For starters, Amazon is not reliant on book sales to stay afloat. The huge company offers everything that other booksellers do, plus a whole arsenal of other items that customers want. Amazon sells everything from pet supplies to clothing and jewelry. And those items are overshadowed by the successful tech gadgets they’ve launched over the past several years e.g. the Kindle and its self-publishing services, the Echo, and the Fire TV Stick. Other books stores just have not been able to compete with Amazon over the years.
Amazon has carved themselves a place in the book-selling marketplace by selling things other than books! But why would they open a physical store when their website is thriving?

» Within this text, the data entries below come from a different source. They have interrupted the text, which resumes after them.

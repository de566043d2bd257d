use serde::{Deserialize, Serialize};
use std::fmt;

/// Surrogate key of a row in `topics`.
#[derive(Clone, Copy, PartialEq, Eq, PartialOrd, Ord, Hash, Serialize, Deserialize)]
#[serde(transparent)]
pub struct TopicId(i64);

impl TopicId {
    pub fn from_raw(raw: i64) -> Self {
        Self(raw)
    }

    pub fn as_raw(&self) -> i64 {
        self.0
    }
}

impl fmt::Debug for TopicId {
    fn fmt(&self, f: &mut fmt::Formatter<'_>) -> fmt::Result {
        write!(f, "TopicId({})", self.0)
    }
}

impl fmt::Display for TopicId {
    fn fmt(&self, f: &mut fmt::Formatter<'_>) -> fmt::Result {
        write!(f, "{}", self.0)
    }
}
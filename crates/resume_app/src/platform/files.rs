use std::fs;
use std::path::Path;

use anyhow::Context;
use resume_core::SelectedFile;

/// Content type a file picker would declare for `path`, judged by extension alone.
pub fn declared_content_type(path: &Path) -> &'static str {
    let extension = path
        .extension()
        .and_then(|ext| ext.to_str())
        .map(str::to_ascii_lowercase);
    match extension.as_deref() {
        Some("pdf") => "application/pdf",
        Some("doc") => "application/msword",
        Some("docx") => "application/vnd.openxmlformats-officedocument.wordprocessingml.document",
        Some("txt") => "text/plain",
        Some("rtf") => "application/rtf",
        _ => "application/octet-stream",
    }
}

pub fn load_selected_file(path: &Path) -> anyhow::Result<SelectedFile> {
    let bytes = fs::read(path).with_context(|| format!("reading {}", path.display()))?;
    let name = path
        .file_name()
        .map(|name| name.to_string_lossy().into_owned())
        .unwrap_or_else(|| path.display().to_string());
    Ok(SelectedFile::new(name, declared_content_type(path), bytes))
}
use std::sync::Arc;

use crate::view_model::{AppViewModel, InsightPanelView};
use crate::{
    CoverLetter, ImprovementReport, InsightKind, InterviewPrepReport, JobMatch, SkillsGapReport,
};

/// Advertised upload limit of the collaborator.
pub const DEFAULT_MAX_UPLOAD_BYTES: u64 = 10 * 1024 * 1024;

const PDF_CONTENT_TYPE: &str = "application/pdf";

/// Phase of the primary analyze-or-improve workflow.
#[derive(Debug, Clone, Copy, PartialEq, Eq, Default)]
pub enum AppPhase {
    #[default]
    Initial,
    Loading,
    Results,
    Improving,
    ImprovedResult,
}

impl AppPhase {
    /// True while a primary call is outstanding.
    pub fn is_busy(self) -> bool {
        matches!(self, AppPhase::Loading | AppPhase::Improving)
    }
}

/// Identifies one outgoing request of a workflow instance.
///
/// Tokens only ever move forward; a reply is applied iff it carries the current one.
#[derive(Debug, Clone, Copy, PartialEq, Eq, PartialOrd, Ord, Hash, Default)]
pub struct RequestToken(u64);

impl RequestToken {
    pub fn value(self) -> u64 {
        self.0
    }

    fn advance(&mut self) -> RequestToken {
        self.0 += 1;
        *self
    }
}

/// The resume file chosen by the user, as declared by the picker.
#[derive(Debug, Clone, PartialEq, Eq)]
pub struct SelectedFile {
    pub name: String,
    pub content_type: String,
    pub bytes: Arc<[u8]>,
}

impl SelectedFile {
    pub fn new(name: impl Into<String>, content_type: impl Into<String>, bytes: Vec<u8>) -> Self {
        Self {
            name: name.into(),
            content_type: content_type.into(),
            bytes: bytes.into(),
        }
    }

    pub fn size(&self) -> u64 {
        self.bytes.len() as u64
    }

    /// Checks the declared type only; the content itself is not sniffed.
    pub fn is_pdf(&self) -> bool {
        let ct = self
            .content_type
            .split(';')
            .next()
            .unwrap_or(&self.content_type)
            .trim();
        ct.eq_ignore_ascii_case(PDF_CONTENT_TYPE)
    }
}

/// Single slot holding the most recent failure message.
#[derive(Debug, Clone, PartialEq, Eq, Default)]
pub struct ErrorChannel {
    message: Option<String>,
}

impl ErrorChannel {
    pub fn set(&mut self, message: impl Into<String>) {
        self.message = Some(message.into());
    }

    pub fn clear(&mut self) {
        self.message = None;
    }

    pub fn message(&self) -> Option<&str> {
        self.message.as_deref()
    }
}

/// Resume text extracted by the last successful match call.
#[derive(Debug, Clone, PartialEq, Eq, Default)]
pub struct ResumeTextCache {
    text: String,
}

impl ResumeTextCache {
    pub(crate) fn store(&mut self, text: String) {
        self.text = text;
    }

    pub(crate) fn invalidate(&mut self) {
        self.text.clear();
    }

    pub fn is_empty(&self) -> bool {
        self.text.is_empty()
    }

    pub fn as_str(&self) -> &str {
        &self.text
    }
}

/// Request/result lifecycle of one job-scoped insight kind.
///
/// Each instance owns its own `target_job`; nothing is shared between kinds.
#[derive(Debug, Clone, PartialEq)]
pub struct InsightWorkflow<R> {
    target_job: Option<JobMatch>,
    is_open: bool,
    is_loading: bool,
    result: Option<R>,
    token: RequestToken,
}

impl<R> Default for InsightWorkflow<R> {
    fn default() -> Self {
        Self {
            target_job: None,
            is_open: false,
            is_loading: false,
            result: None,
            token: RequestToken::default(),
        }
    }
}

impl<R: Clone> InsightWorkflow<R> {
    pub fn is_open(&self) -> bool {
        self.is_open
    }

    pub fn is_loading(&self) -> bool {
        self.is_loading
    }

    pub fn result(&self) -> Option<&R> {
        self.result.as_ref()
    }

    pub fn target_job(&self) -> Option<&JobMatch> {
        self.target_job.as_ref()
    }

    pub fn token(&self) -> RequestToken {
        self.token
    }

    /// Opens the panel for `job` and returns the token the new request must carry.
    pub(crate) fn begin(&mut self, job: JobMatch) -> RequestToken {
        self.target_job = Some(job);
        self.is_open = true;
        self.is_loading = true;
        self.result = None;
        self.token.advance()
    }

    /// Returns false when the reply is stale and was dropped.
    pub(crate) fn complete(&mut self, token: RequestToken, result: R) -> bool {
        if token != self.token {
            return false;
        }
        self.is_loading = false;
        self.result = Some(result);
        true
    }

    /// Returns false when the reply is stale and was dropped.
    pub(crate) fn fail(&mut self, token: RequestToken) -> bool {
        if token != self.token {
            return false;
        }
        self.is_open = false;
        self.is_loading = false;
        true
    }

    /// Hides the panel. An outstanding request stays on the wire but its reply
    /// no longer matches and is dropped on arrival.
    pub(crate) fn close(&mut self) -> bool {
        let changed = self.is_open || self.is_loading;
        if self.is_loading {
            self.token.advance();
            self.is_loading = false;
        }
        self.is_open = false;
        changed
    }

    pub(crate) fn reset(&mut self) {
        self.close();
        self.result = None;
        self.target_job = None;
    }

    pub(crate) fn view(&self) -> InsightPanelView<R> {
        InsightPanelView {
            is_open: self.is_open,
            is_loading: self.is_loading,
            result: self.result.clone(),
            job_title: self.target_job.as_ref().map(|job| job.title.clone()),
        }
    }
}

#[derive(Debug, Clone, PartialEq)]
pub struct AppState {
    phase: AppPhase,
    selected_file: Option<SelectedFile>,
    matches: Vec<JobMatch>,
    resume_text: ResumeTextCache,
    improvement: Option<ImprovementReport>,
    error: ErrorChannel,
    primary_token: RequestToken,
    skills_gap: InsightWorkflow<SkillsGapReport>,
    interview_prep: InsightWorkflow<InterviewPrepReport>,
    cover_letter: InsightWorkflow<CoverLetter>,
    max_upload_bytes: u64,
    dirty: bool,
}

impl Default for AppState {
    fn default() -> Self {
        Self::with_upload_limit(DEFAULT_MAX_UPLOAD_BYTES)
    }
}

impl AppState {
    pub fn new() -> Self {
        Self::default()
    }

    pub fn with_upload_limit(max_upload_bytes: u64) -> Self {
        Self {
            phase: AppPhase::Initial,
            selected_file: None,
            matches: Vec::new(),
            resume_text: ResumeTextCache::default(),
            improvement: None,
            error: ErrorChannel::default(),
            primary_token: RequestToken::default(),
            skills_gap: InsightWorkflow::default(),
            interview_prep: InsightWorkflow::default(),
            cover_letter: InsightWorkflow::default(),
            max_upload_bytes,
            dirty: false,
        }
    }

    pub fn view(&self) -> AppViewModel {
        AppViewModel::project(self)
    }

    pub fn phase(&self) -> AppPhase {
        self.phase
    }

    pub fn selected_file(&self) -> Option<&SelectedFile> {
        self.selected_file.as_ref()
    }

    pub fn matches(&self) -> &[JobMatch] {
        &self.matches
    }

    pub fn resume_text(&self) -> &ResumeTextCache {
        &self.resume_text
    }

    pub fn improvement(&self) -> Option<&ImprovementReport> {
        self.improvement.as_ref()
    }

    pub fn error(&self) -> &ErrorChannel {
        &self.error
    }

    pub fn max_upload_bytes(&self) -> u64 {
        self.max_upload_bytes
    }

    pub fn skills_gap(&self) -> &InsightWorkflow<SkillsGapReport> {
        &self.skills_gap
    }

    pub fn interview_prep(&self) -> &InsightWorkflow<InterviewPrepReport> {
        &self.interview_prep
    }

    pub fn cover_letter(&self) -> &InsightWorkflow<CoverLetter> {
        &self.cover_letter
    }

    /// True while any insight request of any kind is outstanding.
    pub fn any_insight_loading(&self) -> bool {
        self.skills_gap.is_loading
            || self.interview_prep.is_loading
            || self.cover_letter.is_loading
    }

    pub fn insight_loading(&self, kind: InsightKind) -> bool {
        match kind {
            InsightKind::SkillsGap => self.skills_gap.is_loading,
            InsightKind::InterviewPrep => self.interview_prep.is_loading,
            InsightKind::CoverLetter => self.cover_letter.is_loading,
        }
    }

    pub fn is_dirty(&self) -> bool {
        self.dirty
    }

    /// Returns whether anything changed since the last call, clearing the flag.
    pub fn consume_dirty(&mut self) -> bool {
        std::mem::take(&mut self.dirty)
    }

    pub(crate) fn mark_dirty(&mut self) {
        self.dirty = true;
    }

    pub(crate) fn set_phase(&mut self, phase: AppPhase) {
        if self.phase != phase {
            engine_logging::engine_debug!("phase {:?} -> {:?}", self.phase, phase);
            self.phase = phase;
        }
    }

    pub(crate) fn select_file(&mut self, file: SelectedFile) {
        self.selected_file = Some(file);
    }

    pub(crate) fn error_mut(&mut self) -> &mut ErrorChannel {
        &mut self.error
    }

    pub(crate) fn begin_primary(&mut self, phase: AppPhase) -> RequestToken {
        self.set_phase(phase);
        self.error.clear();
        self.primary_token.advance()
    }

    /// A primary reply is current iff its token matches and the phase still waits on it.
    pub(crate) fn is_current_primary(&self, token: RequestToken, waiting_in: AppPhase) -> bool {
        token == self.primary_token && self.phase == waiting_in
    }

    pub(crate) fn store_matches(&mut self, matches: Vec<JobMatch>, resume_text: String) {
        self.matches = matches;
        self.resume_text.store(resume_text);
    }

    pub(crate) fn store_improvement(&mut self, report: ImprovementReport) {
        self.improvement = Some(report);
    }

    pub(crate) fn skills_gap_mut(&mut self) -> &mut InsightWorkflow<SkillsGapReport> {
        &mut self.skills_gap
    }

    pub(crate) fn interview_prep_mut(&mut self) -> &mut InsightWorkflow<InterviewPrepReport> {
        &mut self.interview_prep
    }

    pub(crate) fn cover_letter_mut(&mut self) -> &mut InsightWorkflow<CoverLetter> {
        &mut self.cover_letter
    }

    /// Back to a fresh session. Only in-flight tokens advance, so repeating is a no-op.
    pub(crate) fn reset(&mut self) {
        if self.phase.is_busy() {
            self.primary_token.advance();
        }
        self.set_phase(AppPhase::Initial);
        self.selected_file = None;
        self.matches.clear();
        self.resume_text.invalidate();
        self.improvement = None;
        self.error.clear();
        self.skills_gap.reset();
        self.interview_prep.reset();
        self.cover_letter.reset();
    }
}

The Atlantic theorizes that it is to emulate the success of Apple’s stores. Apple has created stores that function as more than just stores. Megan Garber calls them, “secular cathedrals.” They are places were you can shop, lounge, and get your technology fixed. They are a physical manifestation of a tech-based corporation. The Apple Store is a place where the intangible world of Apple becomes real.
Amazon opening a store accomplishes this same thing. It creates a space where you can ask questions about Amazon products, test them out, and flip through actual books before you buy them —although we all love the “look inside” feature of the website, it’s just not the same.